Todas as atenções estavam voltadas para o Challenger. A NASA já estava há cinco anos e vinte e quatro missões desenvolvendo o programa, que apesar dos custos e complexidades, foi elaborado para deixar as viagens espaciais mais rotineiras, com a ajuda de uma espaçonave reutilizável. O lançamento do Challenger, portando o primeiro astronauta civil, a "professora do espaço" Christa McAuliff, seria transmitido em milhares de escolas, em todo o país.

Mas dentro da NASA, problemas com o ônibus se acumulavam em silêncio. O relatório do acidente, escrito pela comissão presidencial, descobriu mais tarde que, desde 1977, os gestores da NASA sabiam que os O-rings (juntas tóricas de borracha) funcionavam mal em baixas temperaturas, e não formariam o lacre ideal no frio. Em lançamentos anteriores, os engenheiros descobriram que os lacres foram danificados, embora não o suficiente para causarem uma catástrofe. Em vez de remodelar a peça, no entanto, os gestores da NASA e da Thiokol arquivaram o problema como "um risco de vôo aceitável".
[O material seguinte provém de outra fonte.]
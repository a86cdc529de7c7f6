//! Progress writes and chart queries over the store.

use super::ConflictPolicy;
use super::progress::{self, ProgressReport, ProgressWrite};
use super::stats::{self, DailyPages, HeatmapDay, ReadingStats, WeeklyPages};
use crate::config::ReadingConfig;
use crate::db::{Database, ProgressHistory, ReadingProgress, now_timestamp};
use crate::error::{AppError, Result};
use chrono::{NaiveDate, Utc};

/// Reading progress service.
pub struct ReadingService {
    db: Database,
    conflict_policy: ConflictPolicy,
    heatmap_max_days: u32,
}

impl ReadingService {
    /// Create a new reading service.
    pub fn new(db: Database, config: &ReadingConfig) -> Self {
        Self {
            db,
            conflict_policy: config.conflict_policy,
            heatmap_max_days: config.heatmap_max_days,
        }
    }

    /// Record a progress report: upsert the progress row, append history
    /// when pages moved forward, and backfill the book's page count.
    pub fn record_progress(
        &self,
        user_id: &str,
        book_id: &str,
        report: &ProgressReport,
    ) -> Result<ProgressWrite> {
        validate_report(report)?;

        let write = self.db.transaction(|s| {
            if s.get_book(book_id)?.is_none() {
                return Err(AppError::NotFound(format!("Book not found: {}", book_id)));
            }

            let previous = s.get_progress(user_id, book_id)?;
            if let Some(prev) = &previous {
                self.check_version(prev, report)?;
            }

            let mut write =
                progress::plan_write(user_id, book_id, previous.as_ref(), report, now_timestamp());
            s.upsert_progress(&write.progress)?;

            if let Some(history) = write.history.as_mut() {
                history.id = s.insert_history(history)?;
            }

            if let Some(total) = report.total_pages
                && s.backfill_book_pages(book_id, total)?
            {
                tracing::debug!(book_id, total, "Backfilled book page count");
            }

            Ok(write)
        })?;

        tracing::info!(
            user_id,
            book_id,
            page = write.progress.current_page,
            progress = write.progress.progress,
            completed = write.progress.is_completed,
            pages_read = write.history.as_ref().map(|h| h.pages_read),
            "Progress recorded"
        );
        Ok(write)
    }

    /// Current progress for a book, if any.
    pub fn get_progress(&self, user_id: &str, book_id: &str) -> Result<Option<ReadingProgress>> {
        self.db.run(|s| s.get_progress(user_id, book_id))
    }

    /// Heatmap over the trailing `days` ending today.
    pub fn get_heatmap(&self, user_id: &str, book_id: &str, days: u32) -> Result<Vec<HeatmapDay>> {
        self.get_heatmap_at(user_id, book_id, days, Utc::now().date_naive())
    }

    /// Heatmap over the trailing `days` ending on `today`.
    pub fn get_heatmap_at(
        &self,
        user_id: &str,
        book_id: &str,
        days: u32,
        today: NaiveDate,
    ) -> Result<Vec<HeatmapDay>> {
        let max_days = self.heatmap_max_days.min(stats::MAX_HEATMAP_DAYS);
        let start = stats::window_start(today, days)
            .filter(|_| days <= max_days)
            .ok_or_else(|| {
                AppError::Validation(format!(
                    "Heatmap window must be between 1 and {} days",
                    max_days
                ))
            })?;

        let since = start
            .and_hms_opt(0, 0, 0)
            .map(|dt| dt.and_utc().timestamp())
            .unwrap_or(0);

        let history = self.db.run(|s| s.list_history(user_id, book_id, since))?;
        Ok(stats::heatmap(&history, today, days))
    }

    /// Pages read per day over the whole history.
    pub fn get_pages_per_day(&self, user_id: &str, book_id: &str) -> Result<Vec<DailyPages>> {
        Ok(stats::pages_per_day(&self.history(user_id, book_id)?))
    }

    /// Pages read per Sunday-based week over the whole history.
    pub fn get_pages_per_week(&self, user_id: &str, book_id: &str) -> Result<Vec<WeeklyPages>> {
        Ok(stats::pages_per_week(&self.history(user_id, book_id)?))
    }

    /// Totals over the whole history.
    pub fn get_stats(&self, user_id: &str, book_id: &str) -> Result<ReadingStats> {
        Ok(stats::summarize(&self.history(user_id, book_id)?))
    }

    fn history(&self, user_id: &str, book_id: &str) -> Result<Vec<ProgressHistory>> {
        self.db.run(|s| s.list_history(user_id, book_id, i64::MIN))
    }

    fn check_version(&self, previous: &ReadingProgress, report: &ProgressReport) -> Result<()> {
        match self.conflict_policy {
            ConflictPolicy::LastWriteWins => Ok(()),
            ConflictPolicy::VersionChecked => match report.expected_version {
                Some(v) if v == previous.version => Ok(()),
                Some(v) => Err(AppError::InvalidState(format!(
                    "Stale progress: expected version {}, stored version is {}",
                    v, previous.version
                ))),
                None => Err(AppError::InvalidState(format!(
                    "Progress update must name the version it is based on (current: {})",
                    previous.version
                ))),
            },
        }
    }
}

fn validate_report(report: &ProgressReport) -> Result<()> {
    if report.current_page < 0 {
        return Err(AppError::Validation(
            "Current page must not be negative".to_string(),
        ));
    }
    if let Some(total) = report.total_pages
        && total <= 0
    {
        return Err(AppError::Validation(
            "Total pages must be greater than zero".to_string(),
        ));
    }
    if report.time_spent_seconds.is_some_and(|t| t < 0) {
        return Err(AppError::Validation(
            "Time spent must not be negative".to_string(),
        ));
    }
    Ok(())
}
Mas as temperaturas previstas para o lançamento do Challenger levantaram novas preocupações entre os engenheiros. Os O-rings não haviam passado por testes de segurança em temperaturas abaixo de 11 graus, eles contaram à NASA, e na manhã do dia 28 de janeiro, a previsão de frio era de um grau abaixo de congelamento, temperatura mínima permitida para o lançamento.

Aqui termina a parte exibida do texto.